Because such sales were typically being completed out of state, the Arkansas Department of Finance and Administration determined that Act 1182 would have no impact on state revenue. The department said the act had no fiscal impact because a seller and buyer would fly that plane to another state to do the final paperwork.

Labor and parts for work done on aircraft with a gross take-off weight rating less than 12,500 pounds are still subject to state sales taxes.

The initial measure introduced by Jett, House Bill 1662, proposed exempting all service work, including parts and labor, done on aircraft from state sales taxes.

However, the Finance and Administration Department estimated that would reduce state revenue by $2.1 million in fiscal 2016 and by $3.1 million in fiscal 2017. Most of those funds go to the Arkansas Department of Aeronautics.
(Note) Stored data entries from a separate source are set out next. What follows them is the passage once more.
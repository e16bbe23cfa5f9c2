//! Session record domain model.
//!
//! A `SessionRecord` is one persisted optimization run: the code before and
//! after, the analysis of both revisions, the explanation payloads, and the
//! metadata (identity, label, timestamp) the persistence layer manages.

use crate::pipeline::{AiOutcome, CodeAnalysis, ErrorReport, ExplanationFlags, PipelineResult};
use chrono::{DateTime, Utc};
use serde::{Deserialize, Serialize};
use uuid::Uuid;

/// Which optimizer produced a run.
///
/// Wire values are `"none"`, `"level1"` (rule-based) and `"level2"`
/// (AI-based), matching the pipeline service.
#[derive(Debug, Clone, Copy, Default, PartialEq, Eq, Serialize, Deserialize)]
pub enum OptimizationLevel {
    #[default]
    #[serde(rename = "none")]
    None,
    #[serde(rename = "level1")]
    RuleBased,
    #[serde(rename = "level2")]
    AiAssisted,
}

impl OptimizationLevel {
    pub fn is_rule_based(&self) -> bool {
        matches!(self, Self::RuleBased)
    }

    pub fn is_ai_assisted(&self) -> bool {
        matches!(self, Self::AiAssisted)
    }

    /// The wire value used by the pipeline service and the gateway.
    pub fn as_str(&self) -> &'static str {
        match self {
            Self::None => "none",
            Self::RuleBased => "level1",
            Self::AiAssisted => "level2",
        }
    }
}

impl std::fmt::Display for OptimizationLevel {
    fn fmt(&self, f: &mut std::fmt::Formatter<'_>) -> std::fmt::Result {
        f.write_str(self.as_str())
    }
}

fn round2(value: f64) -> f64 {
    (value * 100.0).round() / 100.0
}

/// Numeric quality snapshot of one code revision.
///
/// Not independently mutable: replaced together with the code it measures.
#[derive(Debug, Clone, Default, PartialEq, Serialize, Deserialize)]
pub struct CodeMetrics {
    #[serde(default)]
    pub cyclomatic_complexity: u32,
    #[serde(default)]
    pub maintainability_index: f64,
    #[serde(default)]
    pub code_lines: u32,
    /// Effort-ratio estimate of the optimized code's speedup over the
    /// original; `1.0` when either side carries no measurement.
    #[serde(default)]
    pub speedup_estimate: f64,
}

impl CodeMetrics {
    /// Derives the snapshot for the optimized revision of a run.
    pub fn derive(original: &CodeAnalysis, optimized: &CodeAnalysis) -> Self {
        let speedup_estimate =
            if original.halstead.effort > 0.0 && optimized.halstead.effort > 0.0 {
                round2(original.halstead.effort / optimized.halstead.effort)
            } else {
                1.0
            };

        Self {
            cyclomatic_complexity: optimized.total_cyclomatic_complexity,
            maintainability_index: optimized.maintainability_index,
            code_lines: optimized.loc.code,
            speedup_estimate,
        }
    }
}

/// One persisted optimization run.
///
/// # Identity
///
/// `id` is empty until the record is first persisted; the persistence layer
/// assigns a collision-resistant token at that point and the id is immutable
/// thereafter. An id present in both the history and the library collection
/// refers to the same logical session.
#[derive(Debug, Clone, Default, PartialEq, Serialize, Deserialize)]
pub struct SessionRecord {
    /// Opaque identifier, unique across the union of both collections.
    #[serde(default)]
    pub id: String,
    /// User-visible label; defaults to `"Session-<id>"` on first save.
    #[serde(default)]
    pub name: String,
    /// Optimizer mode used for the run. Older payloads used the
    /// `optimization_level` key; both spellings deserialize.
    #[serde(default, alias = "optimization_level")]
    pub level: OptimizationLevel,

    #[serde(default)]
    pub original_code: String,
    #[serde(default)]
    pub optimized_code: String,

    #[serde(default)]
    pub original_analysis: CodeAnalysis,
    #[serde(default)]
    pub optimized_analysis: CodeAnalysis,

    /// One-line natural-language description of the run's outcome.
    #[serde(default)]
    pub summary: String,
    /// Combined display list of what changed, ordered for display and never
    /// deduplicated.
    #[serde(default)]
    pub changes: Vec<String>,
    /// Rule-optimizer change list, verbatim from the pipeline result.
    #[serde(default)]
    pub l1_changes: Vec<String>,
    /// AI-optimizer outcome, verbatim from the pipeline result.
    #[serde(default)]
    pub l2: AiOutcome,
    /// Check-gate report, including the structured optimizer findings.
    #[serde(default)]
    pub error_report: ErrorReport,

    /// Quality snapshot of the optimized revision.
    #[serde(default)]
    pub metrics: CodeMetrics,

    /// Save instant; listings sort on it, newest first. `None` until the
    /// record is first persisted.
    #[serde(default, skip_serializing_if = "Option::is_none")]
    pub saved_at: Option<DateTime<Utc>>,
}

impl SessionRecord {
    /// Builds an unsaved record from a pipeline result.
    ///
    /// The record carries no identity yet; `id`, the default `name` and
    /// `saved_at` are assigned by the persistence layer on first save.
    pub fn from_result(result: &PipelineResult) -> Self {
        let flags = ExplanationFlags::classify(result);

        let changes = if result.optimization_level.is_ai_assisted() {
            result.l2.changes_applied.clone()
        } else {
            result.l1_changes.clone()
        };

        let summary = if flags.has_real_ai_changes {
            format!(
                "AI optimization via {}: {} change(s) applied",
                result.l2.winning_model,
                result.l2.changes_applied.len()
            )
        } else if flags.has_real_rule_changes {
            format!(
                "Rule-based optimization: {} change(s) applied",
                result.l1_changes.len()
            )
        } else if flags.is_already_optimal {
            "No optimizations applicable; code is already optimal".to_string()
        } else {
            "Analysis only".to_string()
        };

        Self {
            id: String::new(),
            name: String::new(),
            level: result.optimization_level,
            original_code: result.original_code.clone(),
            optimized_code: result.optimized_code.clone(),
            original_analysis: result.original_analysis.clone(),
            optimized_analysis: result.optimized_analysis.clone(),
            summary,
            changes,
            l1_changes: result.l1_changes.clone(),
            l2: result.l2.clone(),
            error_report: result.error_report.clone(),
            metrics: CodeMetrics::derive(&result.original_analysis, &result.optimized_analysis),
            saved_at: None,
        }
    }

    /// Assigns identity and defaults in place, for first persistence.
    ///
    /// Idempotent: an id already carried (e.g. from a prior hydration) is
    /// never replaced, and an existing name and timestamp are kept.
    pub fn ensure_identity(&mut self) {
        if self.id.is_empty() {
            self.id = Uuid::new_v4().to_string();
        }
        if self.name.trim().is_empty() {
            self.name = format!("Session-{}", self.id);
        }
        if self.saved_at.is_none() {
            self.saved_at = Some(Utc::now());
        }
    }

    /// Presentation flags for this record, same rules as for a fresh result.
    pub fn explanation_flags(&self) -> ExplanationFlags {
        ExplanationFlags::from_parts(&self.l1_changes, &self.l2, &self.error_report)
    }
}

#[cfg(test)]
mod tests {
    use super::*;

    fn rule_result(changes: &[&str]) -> PipelineResult {
        PipelineResult {
            optimization_level: OptimizationLevel::RuleBased,
            original_code: "total = 0\nfor x in xs:\n    total = total + x".to_string(),
            optimized_code: "total = sum(xs)".to_string(),
            l1_changes: changes.iter().map(|s| s.to_string()).collect(),
            ..Default::default()
        }
    }

    #[test]
    fn test_ensure_identity_assigns_once() {
        let mut record = SessionRecord::from_result(&rule_result(&["Converted append-loop"]));
        assert!(record.id.is_empty());

        record.ensure_identity();
        let id = record.id.clone();
        assert!(!id.is_empty());
        assert_eq!(record.name, format!("Session-{id}"));
        assert!(record.saved_at.is_some());

        // A second pass must not reassign anything.
        let saved_at = record.saved_at;
        record.ensure_identity();
        assert_eq!(record.id, id);
        assert_eq!(record.saved_at, saved_at);
    }

    #[test]
    fn test_ensure_identity_keeps_user_name() {
        let mut record = SessionRecord {
            name: "My Fix".to_string(),
            ..Default::default()
        };
        record.ensure_identity();
        assert_eq!(record.name, "My Fix");
    }

    #[test]
    fn test_blank_name_is_defaulted() {
        let mut record = SessionRecord {
            name: "   ".to_string(),
            ..Default::default()
        };
        record.ensure_identity();
        assert!(record.name.starts_with("Session-"));
    }

    #[test]
    fn test_from_result_summary_and_changes() {
        let record = SessionRecord::from_result(&rule_result(&[
            "Converted append-loop to list comprehension",
            "Folded arithmetic identity (x + 0 → x)",
        ]));
        assert_eq!(record.summary, "Rule-based optimization: 2 change(s) applied");
        assert_eq!(record.changes, record.l1_changes);
        assert!(record.explanation_flags().has_real_rule_changes);
    }

    #[test]
    fn test_from_result_already_optimal() {
        let record = SessionRecord::from_result(&rule_result(&[
            "No rule-based optimizations applicable — code is already optimal",
        ]));
        assert!(record.explanation_flags().is_already_optimal);
        assert_eq!(
            record.summary,
            "No optimizations applicable; code is already optimal"
        );
    }

    #[test]
    fn test_level_alias_deserializes() {
        let json = r#"{ "optimization_level": "level1" }"#;
        let record: SessionRecord = serde_json::from_str(json).unwrap();
        assert_eq!(record.level, OptimizationLevel::RuleBased);
    }

    #[test]
    fn test_metrics_speedup_defaults_to_one() {
        let metrics = CodeMetrics::derive(&CodeAnalysis::default(), &CodeAnalysis::default());
        assert_eq!(metrics.speedup_estimate, 1.0);
    }

    #[test]
    fn test_metrics_speedup_from_effort_ratio() {
        let mut original = CodeAnalysis::default();
        original.halstead.effort = 300.0;
        let mut optimized = CodeAnalysis::default();
        optimized.halstead.effort = 120.0;
        optimized.total_cyclomatic_complexity = 3;
        optimized.loc.code = 10;

        let metrics = CodeMetrics::derive(&original, &optimized);
        assert_eq!(metrics.speedup_estimate, 2.5);
        assert_eq!(metrics.cyclomatic_complexity, 3);
        assert_eq!(metrics.code_lines, 10);
    }
}
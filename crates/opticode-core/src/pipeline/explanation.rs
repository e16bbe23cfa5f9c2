//! Derived presentation flags for a pipeline result.
//!
//! The UI decides which explanation sections to render purely from these
//! booleans. Classification must stay deterministic and side-effect-free so
//! the rules can be unit-tested against literal fixture payloads.

use super::model::{AiOutcome, ErrorReport, PipelineResult};

/// Phrases the rule optimizer emits when it has nothing to change.
///
/// A change list consisting solely of these entries reports the *absence* of
/// change and must not be classified as one. Matching is case-insensitive
/// substring containment.
const NO_OP_SENTINELS: [&str; 2] = [
    "no rule-based optimizations applicable",
    "no applicable optimization",
];

fn is_sentinel(entry: &str) -> bool {
    let lowered = entry.trim().to_lowercase();
    NO_OP_SENTINELS
        .iter()
        .any(|sentinel| lowered.contains(sentinel))
}

/// UI-routing flags derived from one optimization result.
///
/// Each flag is evaluated independently; none of them mutates the source
/// document.
#[derive(Debug, Clone, Copy, Default, PartialEq, Eq)]
pub struct ExplanationFlags {
    /// Security-findings list is non-empty.
    pub has_security_issues: bool,
    /// Runtime-risk list is non-empty.
    pub has_runtime_risks: bool,
    /// The rule-based change list holds at least one real (non-sentinel) change.
    pub has_real_rule_changes: bool,
    /// The rule-based change list exists solely to report the no-op sentinel.
    pub is_already_optimal: bool,
    /// The AI optimizer produced a winner with a non-empty applied-changes list.
    pub has_real_ai_changes: bool,
    /// The structured optimizer findings list is non-empty.
    pub has_optimizer_findings: bool,
    /// Any explanation section has content worth rendering.
    pub has_any_explanation: bool,
}

impl ExplanationFlags {
    /// Classifies a full pipeline result.
    pub fn classify(result: &PipelineResult) -> Self {
        Self::from_parts(&result.l1_changes, &result.l2, &result.error_report)
    }

    /// Classifies from the subset of fields a persisted session carries.
    ///
    /// Same rules as [`classify`](Self::classify); a hydrated record and a
    /// fresh result must never disagree on which sections render.
    pub fn from_parts(l1_changes: &[String], l2: &AiOutcome, report: &ErrorReport) -> Self {
        let has_security_issues = !report.security.is_empty();
        let has_runtime_risks = !report.runtime_risks.is_empty();

        let has_real_rule_changes =
            !l1_changes.is_empty() && !l1_changes.iter().all(|entry| is_sentinel(entry));
        let is_already_optimal = !l1_changes.is_empty() && !has_real_rule_changes;

        let has_real_ai_changes =
            !l2.winning_model.is_empty() && !l2.changes_applied.is_empty();

        let has_optimizer_findings = !report.optimization.findings.is_empty();

        let has_any_explanation = has_real_rule_changes
            || has_real_ai_changes
            || has_optimizer_findings
            || is_already_optimal;

        Self {
            has_security_issues,
            has_runtime_risks,
            has_real_rule_changes,
            is_already_optimal,
            has_real_ai_changes,
            has_optimizer_findings,
            has_any_explanation,
        }
    }
}

#[cfg(test)]
mod tests {
    use super::*;
    use crate::pipeline::model::{OptimizationFinding, ReadinessReport};

    fn result_with_l1(changes: &[&str]) -> PipelineResult {
        PipelineResult {
            l1_changes: changes.iter().map(|s| s.to_string()).collect(),
            ..Default::default()
        }
    }

    #[test]
    fn test_sentinel_only_list_is_not_a_change() {
        let result = result_with_l1(&["No rule-based optimizations applicable — code is already optimal"]);
        let flags = ExplanationFlags::classify(&result);
        assert!(!flags.has_real_rule_changes);
        assert!(flags.is_already_optimal);
        assert!(flags.has_any_explanation);
    }

    #[test]
    fn test_real_change_list() {
        let result = result_with_l1(&["Replaced manual loop with built-in sum"]);
        let flags = ExplanationFlags::classify(&result);
        assert!(flags.has_real_rule_changes);
        assert!(!flags.is_already_optimal);
        assert!(flags.has_any_explanation);
    }

    #[test]
    fn test_sentinel_match_is_case_insensitive() {
        let result = result_with_l1(&["NO RULE-BASED OPTIMIZATIONS APPLICABLE"]);
        let flags = ExplanationFlags::classify(&result);
        assert!(!flags.has_real_rule_changes);
        assert!(flags.is_already_optimal);
    }

    #[test]
    fn test_mixed_list_counts_as_real_change() {
        // One sentinel among real entries does not neutralize the list.
        let result = result_with_l1(&[
            "Folded arithmetic identity (x + 0 → x)",
            "No rule-based optimizations applicable",
        ]);
        let flags = ExplanationFlags::classify(&result);
        assert!(flags.has_real_rule_changes);
        assert!(!flags.is_already_optimal);
    }

    #[test]
    fn test_empty_rule_list_is_neither() {
        let flags = ExplanationFlags::classify(&PipelineResult::default());
        assert!(!flags.has_real_rule_changes);
        assert!(!flags.is_already_optimal);
        assert!(!flags.has_any_explanation);
    }

    #[test]
    fn test_ai_changes_require_winner_and_changes() {
        let mut result = PipelineResult::default();
        result.l2.changes_applied = vec!["Hoisted invariant computation".to_string()];
        // Applied changes without a winning model: stage produced no winner.
        assert!(!ExplanationFlags::classify(&result).has_real_ai_changes);

        result.l2.winning_model = "candidate-a".to_string();
        assert!(ExplanationFlags::classify(&result).has_real_ai_changes);

        result.l2.changes_applied.clear();
        assert!(!ExplanationFlags::classify(&result).has_real_ai_changes);
    }

    #[test]
    fn test_security_and_runtime_flags() {
        let mut result = PipelineResult::default();
        result.error_report.security = vec!["Forbidden function call: 'eval'".to_string()];
        result.error_report.runtime_risks =
            vec!["Infinite loop risk: 'while True' at line 3 has no break statement".to_string()];
        let flags = ExplanationFlags::classify(&result);
        assert!(flags.has_security_issues);
        assert!(flags.has_runtime_risks);
        // Neither contributes to has_any_explanation on its own.
        assert!(!flags.has_any_explanation);
    }

    #[test]
    fn test_optimizer_findings_flag() {
        let mut result = PipelineResult::default();
        result.error_report.optimization = ReadinessReport {
            optimizable: true,
            finding_count: 1,
            findings: vec![OptimizationFinding {
                kind: "nested_loop".to_string(),
                line: 7,
                name: None,
                suggestion: "Nested loops detected".to_string(),
            }],
        };
        let flags = ExplanationFlags::classify(&result);
        assert!(flags.has_optimizer_findings);
        assert!(flags.has_any_explanation);
    }

    #[test]
    fn test_classification_does_not_mutate() {
        let result = result_with_l1(&["Removed double negation (not not x → x)"]);
        let before = result.clone();
        let _ = ExplanationFlags::classify(&result);
        assert_eq!(result, before);
    }
}
//! Key-value persistence substrate abstraction.
//!
//! The session layer never touches a concrete storage medium directly. It is
//! written against [`KeyValueStore`], an injected substrate with a small
//! `get`/`set`/`remove` surface plus an explicit change-notification
//! subscription. Production and test implementations differ only in backing
//! medium (a durable file store versus an in-memory map).

use crate::error::Result;
use async_trait::async_trait;
use tokio::sync::broadcast;

/// Notification that a key in the substrate was mutated.
///
/// Emitted to every subscriber other than the mutating call site's own
/// receiver loop; this is how a component observes writes made by another
/// holder of the same store (the cross-tab case). Receivers decide
/// themselves whether to re-read dependent state.
#[derive(Debug, Clone, PartialEq, Eq)]
pub struct StoreChange {
    /// The key that was set or removed.
    pub key: String,
}

/// An abstract key-value store with change notification.
///
/// Values are JSON text; the substrate itself never interprets them.
///
/// # Failure contract
///
/// A failed write must leave the previously stored value intact and surface
/// a recoverable error; the caller's in-memory copy is never lost. Reads of
/// an absent key return `Ok(None)` rather than an error.
#[async_trait]
pub trait KeyValueStore: Send + Sync {
    /// Reads the value stored under `key`, if any.
    async fn get(&self, key: &str) -> Result<Option<String>>;

    /// Stores `value` under `key`, replacing any previous value.
    async fn set(&self, key: &str, value: String) -> Result<()>;

    /// Removes `key`. Removing an absent key is a no-op.
    async fn remove(&self, key: &str) -> Result<()>;

    /// Subscribes to mutation notifications for this substrate.
    ///
    /// Every `set` and `remove` (by any holder of the store) produces one
    /// [`StoreChange`]. Lagged receivers may miss intermediate events; the
    /// payload carries only the key, so a late re-read is always safe.
    fn watch(&self) -> broadcast::Receiver<StoreChange>;
}
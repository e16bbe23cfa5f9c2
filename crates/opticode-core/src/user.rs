//! Signed-in user marker.

use serde::{Deserialize, Serialize};

/// The current user, as mirrored from the account service.
///
/// Stored as a single value in the substrate; cleared on logout, possibly
/// from another tab.
#[derive(Debug, Clone, Default, PartialEq, Eq, Serialize, Deserialize)]
pub struct UserProfile {
    #[serde(default)]
    pub name: String,
    #[serde(default)]
    pub email: String,
    #[serde(default)]
    pub bio: String,
}

impl UserProfile {
    pub fn new(name: impl Into<String>, email: impl Into<String>) -> Self {
        Self {
            name: name.into(),
            email: email.into(),
            bio: String::new(),
        }
    }
}
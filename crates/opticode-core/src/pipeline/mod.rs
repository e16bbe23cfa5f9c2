//! Optimization-pipeline result documents.
//!
//! The optimization engines are remote collaborators; what reaches this
//! layer is their JSON result document. This module owns that document's
//! shape and the pure classification logic that turns it into UI-routing
//! flags.
//!
//! # Module Structure
//!
//! - `model`: the result document (`PipelineResult`) and its nested payloads
//! - `explanation`: derived presentation flags (`ExplanationFlags`)

mod explanation;
mod model;

pub use explanation::ExplanationFlags;
pub use model::{
    AiOutcome, CodeAnalysis, ErrorReport, FunctionAnalysis, HalsteadReport, LanguageCheck,
    LocReport, OptimizationFinding, PipelineResult, RankedModel, ReadinessReport,
};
The department estimated that in the past two years, about 2,000 aircraft of all sizes were sold in Arkansas, of which about 500 were sold to out-of-state residents who paid the Arkansas tax.

Causey said that idea was dropped because of the negative impact to the aviation trust fund, which needs the money to help pay for runway and taxiway maintenance at airports around the state.

While the sales tax exemption will make Arkansas shops more competitive for work involving larger aircraft, Rose said his company and others will have to keep overall prices competitive for work on smaller aircraft to compete with shops in other states to offset the sales tax levy.

As the economy improved, Arkansas-based maintenance, repair and overhaul shops, as well as its fixed-base operators, are seeing rising demand, Causey and Rose said. The National Business Aviation Association said Arkansas has 45 repair stations and 80 fixed-base operators. A fixed-base operator provides fuel, parking, hangars and other services to private and business aircraft.

"Now with more confidence in the economy and with business picking up, those business jet owners are using their aircraft more," Causey said, which in turn steers work to repair and fueling operators.

Rose said that over the past 18 months, he's seen his business steadily increase. He said the recession that began in late 2008 resulted in a 90 percent drop in revenue. While things have improved, he said overall revenue still isn't back to where it was in 2007.

Act 1182 can make that happen, he said.

"If the economy will halfway hold together, I expect that if I do my job and get the word out, I expect that this is going to amount to somewhere in the neighborhood of seven figures' worth of revenue and probably 10 to 12 jobs in our little company here in Mena just on this fly away thing," Rose said.